+++ Input for this task

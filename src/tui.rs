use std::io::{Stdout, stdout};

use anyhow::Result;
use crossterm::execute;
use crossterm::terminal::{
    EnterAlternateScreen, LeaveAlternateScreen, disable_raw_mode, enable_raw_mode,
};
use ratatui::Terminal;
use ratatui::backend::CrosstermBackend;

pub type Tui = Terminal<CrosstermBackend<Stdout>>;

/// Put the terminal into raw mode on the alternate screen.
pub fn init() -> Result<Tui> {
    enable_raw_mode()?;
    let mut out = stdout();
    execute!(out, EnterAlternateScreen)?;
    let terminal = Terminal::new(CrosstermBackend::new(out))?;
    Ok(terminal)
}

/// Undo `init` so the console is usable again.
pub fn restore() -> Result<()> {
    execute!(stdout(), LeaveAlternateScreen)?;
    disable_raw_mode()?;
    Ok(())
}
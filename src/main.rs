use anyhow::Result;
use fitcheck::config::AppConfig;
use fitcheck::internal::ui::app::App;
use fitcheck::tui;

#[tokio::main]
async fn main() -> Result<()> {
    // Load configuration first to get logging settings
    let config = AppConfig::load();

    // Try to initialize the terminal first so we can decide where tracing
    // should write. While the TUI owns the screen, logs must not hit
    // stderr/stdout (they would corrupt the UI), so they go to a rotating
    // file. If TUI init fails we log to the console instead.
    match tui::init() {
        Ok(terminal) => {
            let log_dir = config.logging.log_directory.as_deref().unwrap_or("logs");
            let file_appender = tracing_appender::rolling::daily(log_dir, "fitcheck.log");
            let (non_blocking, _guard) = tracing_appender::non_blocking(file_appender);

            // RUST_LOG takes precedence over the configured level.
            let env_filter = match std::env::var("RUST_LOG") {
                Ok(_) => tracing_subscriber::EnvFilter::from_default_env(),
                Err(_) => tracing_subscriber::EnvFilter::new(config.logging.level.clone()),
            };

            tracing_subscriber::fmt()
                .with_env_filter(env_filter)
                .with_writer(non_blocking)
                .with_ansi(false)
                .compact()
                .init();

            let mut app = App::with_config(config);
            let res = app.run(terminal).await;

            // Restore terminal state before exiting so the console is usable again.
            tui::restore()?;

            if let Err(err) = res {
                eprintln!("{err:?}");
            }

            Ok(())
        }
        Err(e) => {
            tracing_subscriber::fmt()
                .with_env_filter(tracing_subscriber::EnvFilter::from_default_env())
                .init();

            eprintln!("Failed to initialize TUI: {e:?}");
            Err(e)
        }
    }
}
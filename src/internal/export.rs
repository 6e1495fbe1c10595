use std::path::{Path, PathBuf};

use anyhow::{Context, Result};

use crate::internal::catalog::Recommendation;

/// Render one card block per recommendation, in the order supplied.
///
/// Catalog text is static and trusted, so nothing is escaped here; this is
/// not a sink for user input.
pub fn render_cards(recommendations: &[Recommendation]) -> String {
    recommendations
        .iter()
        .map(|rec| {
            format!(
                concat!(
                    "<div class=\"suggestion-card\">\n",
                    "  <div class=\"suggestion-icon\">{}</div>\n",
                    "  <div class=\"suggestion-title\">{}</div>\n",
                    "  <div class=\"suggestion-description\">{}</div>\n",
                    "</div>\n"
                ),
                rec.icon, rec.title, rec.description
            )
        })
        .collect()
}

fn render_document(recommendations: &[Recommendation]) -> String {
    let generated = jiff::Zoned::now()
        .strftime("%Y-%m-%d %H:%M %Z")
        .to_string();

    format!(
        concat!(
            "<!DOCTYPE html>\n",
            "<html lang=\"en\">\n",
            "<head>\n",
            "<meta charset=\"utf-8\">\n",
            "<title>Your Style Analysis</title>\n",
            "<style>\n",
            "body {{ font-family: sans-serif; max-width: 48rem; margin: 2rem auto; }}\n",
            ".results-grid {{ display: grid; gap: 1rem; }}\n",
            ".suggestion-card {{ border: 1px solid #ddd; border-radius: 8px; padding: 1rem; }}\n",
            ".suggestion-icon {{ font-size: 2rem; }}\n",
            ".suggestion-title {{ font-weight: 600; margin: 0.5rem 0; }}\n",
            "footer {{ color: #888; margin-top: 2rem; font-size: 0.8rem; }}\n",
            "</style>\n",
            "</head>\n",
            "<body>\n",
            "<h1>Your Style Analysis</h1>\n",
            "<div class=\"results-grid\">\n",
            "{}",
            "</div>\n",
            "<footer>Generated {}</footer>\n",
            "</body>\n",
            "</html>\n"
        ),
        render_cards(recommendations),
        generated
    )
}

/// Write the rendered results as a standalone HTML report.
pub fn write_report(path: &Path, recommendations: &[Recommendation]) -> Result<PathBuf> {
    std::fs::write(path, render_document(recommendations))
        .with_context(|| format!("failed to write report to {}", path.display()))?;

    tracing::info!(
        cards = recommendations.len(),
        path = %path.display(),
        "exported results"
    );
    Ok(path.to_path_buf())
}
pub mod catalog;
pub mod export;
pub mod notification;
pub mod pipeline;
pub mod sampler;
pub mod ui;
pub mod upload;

++++++
+++ Input for this task

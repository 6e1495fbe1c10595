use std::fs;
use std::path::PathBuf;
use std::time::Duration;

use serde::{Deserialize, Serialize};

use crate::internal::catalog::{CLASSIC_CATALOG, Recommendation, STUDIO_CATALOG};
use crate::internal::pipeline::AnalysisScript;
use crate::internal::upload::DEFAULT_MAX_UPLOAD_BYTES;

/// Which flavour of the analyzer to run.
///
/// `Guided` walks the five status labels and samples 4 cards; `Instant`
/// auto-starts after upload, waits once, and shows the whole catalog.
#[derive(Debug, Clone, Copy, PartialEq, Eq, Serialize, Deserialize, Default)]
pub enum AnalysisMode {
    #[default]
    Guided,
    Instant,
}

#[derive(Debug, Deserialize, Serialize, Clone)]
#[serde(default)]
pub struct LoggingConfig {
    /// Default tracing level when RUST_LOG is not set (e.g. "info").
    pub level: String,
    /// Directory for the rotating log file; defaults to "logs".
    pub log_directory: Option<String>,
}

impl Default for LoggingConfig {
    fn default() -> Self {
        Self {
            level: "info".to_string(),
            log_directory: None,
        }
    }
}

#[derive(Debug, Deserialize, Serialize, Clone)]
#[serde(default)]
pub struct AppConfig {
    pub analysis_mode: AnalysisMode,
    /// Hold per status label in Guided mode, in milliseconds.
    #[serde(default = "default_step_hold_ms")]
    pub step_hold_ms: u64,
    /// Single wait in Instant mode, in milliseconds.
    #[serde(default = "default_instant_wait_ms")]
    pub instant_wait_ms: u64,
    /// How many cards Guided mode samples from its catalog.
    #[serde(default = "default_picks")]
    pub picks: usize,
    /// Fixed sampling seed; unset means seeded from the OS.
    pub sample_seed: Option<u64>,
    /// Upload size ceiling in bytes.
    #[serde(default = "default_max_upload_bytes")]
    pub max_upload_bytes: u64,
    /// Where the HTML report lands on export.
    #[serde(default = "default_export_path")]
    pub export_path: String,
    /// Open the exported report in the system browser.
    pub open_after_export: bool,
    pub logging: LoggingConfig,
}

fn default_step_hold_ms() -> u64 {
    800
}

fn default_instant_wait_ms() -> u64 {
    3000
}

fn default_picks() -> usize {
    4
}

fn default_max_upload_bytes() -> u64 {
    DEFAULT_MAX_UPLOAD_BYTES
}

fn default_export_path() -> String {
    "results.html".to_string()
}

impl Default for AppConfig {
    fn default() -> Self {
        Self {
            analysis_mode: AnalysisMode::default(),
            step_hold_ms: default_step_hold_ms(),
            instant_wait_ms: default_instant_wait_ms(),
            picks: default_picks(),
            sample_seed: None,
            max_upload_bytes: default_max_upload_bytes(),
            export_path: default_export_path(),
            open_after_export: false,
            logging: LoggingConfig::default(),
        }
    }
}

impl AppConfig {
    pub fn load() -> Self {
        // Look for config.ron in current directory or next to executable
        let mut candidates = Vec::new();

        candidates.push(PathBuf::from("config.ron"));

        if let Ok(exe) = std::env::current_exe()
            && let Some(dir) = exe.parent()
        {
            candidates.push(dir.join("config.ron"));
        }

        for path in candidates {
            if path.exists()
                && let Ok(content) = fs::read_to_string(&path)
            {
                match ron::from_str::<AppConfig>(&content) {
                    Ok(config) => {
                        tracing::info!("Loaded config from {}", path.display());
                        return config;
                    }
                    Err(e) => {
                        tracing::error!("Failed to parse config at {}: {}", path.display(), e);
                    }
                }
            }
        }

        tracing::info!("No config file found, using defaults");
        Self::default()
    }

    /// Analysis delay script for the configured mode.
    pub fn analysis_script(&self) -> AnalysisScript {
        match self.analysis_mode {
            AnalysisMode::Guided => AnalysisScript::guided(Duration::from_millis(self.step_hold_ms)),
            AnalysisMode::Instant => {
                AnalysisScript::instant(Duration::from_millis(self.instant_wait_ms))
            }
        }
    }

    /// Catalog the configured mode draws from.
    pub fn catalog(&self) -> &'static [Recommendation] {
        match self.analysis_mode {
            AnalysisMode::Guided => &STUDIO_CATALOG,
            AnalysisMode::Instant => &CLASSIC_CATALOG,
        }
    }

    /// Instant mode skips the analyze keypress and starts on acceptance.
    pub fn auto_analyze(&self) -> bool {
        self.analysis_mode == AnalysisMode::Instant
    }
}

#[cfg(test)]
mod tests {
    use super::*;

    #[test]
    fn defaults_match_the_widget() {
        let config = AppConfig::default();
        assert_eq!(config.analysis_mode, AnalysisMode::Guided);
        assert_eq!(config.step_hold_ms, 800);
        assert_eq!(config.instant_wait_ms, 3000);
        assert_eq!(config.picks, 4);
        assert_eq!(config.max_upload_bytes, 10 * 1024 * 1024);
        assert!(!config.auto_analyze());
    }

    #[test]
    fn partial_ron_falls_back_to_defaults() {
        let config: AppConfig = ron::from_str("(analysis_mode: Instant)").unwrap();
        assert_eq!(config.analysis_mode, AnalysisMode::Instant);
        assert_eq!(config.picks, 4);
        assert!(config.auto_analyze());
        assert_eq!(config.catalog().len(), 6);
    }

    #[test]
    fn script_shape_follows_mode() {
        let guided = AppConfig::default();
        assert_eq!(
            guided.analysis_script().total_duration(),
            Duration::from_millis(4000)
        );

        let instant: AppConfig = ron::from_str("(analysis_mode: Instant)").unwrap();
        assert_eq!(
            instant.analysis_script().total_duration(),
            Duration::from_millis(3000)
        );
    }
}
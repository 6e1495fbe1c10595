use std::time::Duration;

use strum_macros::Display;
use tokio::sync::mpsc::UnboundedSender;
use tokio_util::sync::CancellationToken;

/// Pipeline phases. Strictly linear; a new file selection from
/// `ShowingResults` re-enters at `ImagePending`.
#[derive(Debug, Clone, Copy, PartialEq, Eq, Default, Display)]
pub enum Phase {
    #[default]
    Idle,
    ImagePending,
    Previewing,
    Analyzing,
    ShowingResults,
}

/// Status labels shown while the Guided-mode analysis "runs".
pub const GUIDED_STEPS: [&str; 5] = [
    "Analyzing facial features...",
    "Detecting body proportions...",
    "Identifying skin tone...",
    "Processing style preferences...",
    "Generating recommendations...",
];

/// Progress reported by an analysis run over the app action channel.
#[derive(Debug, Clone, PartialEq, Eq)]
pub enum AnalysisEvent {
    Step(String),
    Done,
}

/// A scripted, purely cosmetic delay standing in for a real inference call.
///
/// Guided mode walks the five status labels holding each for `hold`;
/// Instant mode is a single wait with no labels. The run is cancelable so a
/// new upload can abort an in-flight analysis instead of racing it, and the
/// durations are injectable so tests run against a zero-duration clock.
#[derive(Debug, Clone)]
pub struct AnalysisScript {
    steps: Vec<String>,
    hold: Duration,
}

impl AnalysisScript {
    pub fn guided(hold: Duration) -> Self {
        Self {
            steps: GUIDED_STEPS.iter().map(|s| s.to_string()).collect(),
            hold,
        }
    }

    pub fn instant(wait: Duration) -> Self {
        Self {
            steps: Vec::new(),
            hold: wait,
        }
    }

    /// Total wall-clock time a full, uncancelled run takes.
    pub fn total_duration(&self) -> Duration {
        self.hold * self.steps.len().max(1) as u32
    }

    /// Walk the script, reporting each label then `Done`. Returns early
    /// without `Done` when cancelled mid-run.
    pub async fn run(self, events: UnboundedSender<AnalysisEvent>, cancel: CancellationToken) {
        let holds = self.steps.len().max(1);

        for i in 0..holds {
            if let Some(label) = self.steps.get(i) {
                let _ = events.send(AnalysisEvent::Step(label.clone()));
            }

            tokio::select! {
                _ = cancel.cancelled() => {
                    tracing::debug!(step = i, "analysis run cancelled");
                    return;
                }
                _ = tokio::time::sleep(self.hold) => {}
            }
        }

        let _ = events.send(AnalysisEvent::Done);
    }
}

++++++

Among the records above, a stretch begins at the line containing "filename src/tui.rs" and ends at the line containing "#[tokio::main]". Restate that stretch word for word, and nothing else.

filename src/tui.rs
use std::io::{Stdout, stdout};

use anyhow::Result;
use crossterm::execute;
use crossterm::terminal::{
    EnterAlternateScreen, LeaveAlternateScreen, disable_raw_mode, enable_raw_mode,
};
use ratatui::Terminal;
use ratatui::backend::CrosstermBackend;

pub type Tui = Terminal<CrosstermBackend<Stdout>>;

/// Put the terminal into raw mode on the alternate screen.
pub fn init() -> Result<Tui> {
    enable_raw_mode()?;
    let mut out = stdout();
    execute!(out, EnterAlternateScreen)?;
    let terminal = Terminal::new(CrosstermBackend::new(out))?;
    Ok(terminal)
}

/// Undo `init` so the console is usable again.
pub fn restore() -> Result<()> {
    execute!(stdout(), LeaveAlternateScreen)?;
    disable_raw_mode()?;
    Ok(())
}
filename src/main.rs
use anyhow::Result;
use fitcheck::config::AppConfig;
use fitcheck::internal::ui::app::App;
use fitcheck::tui;

#[tokio::main]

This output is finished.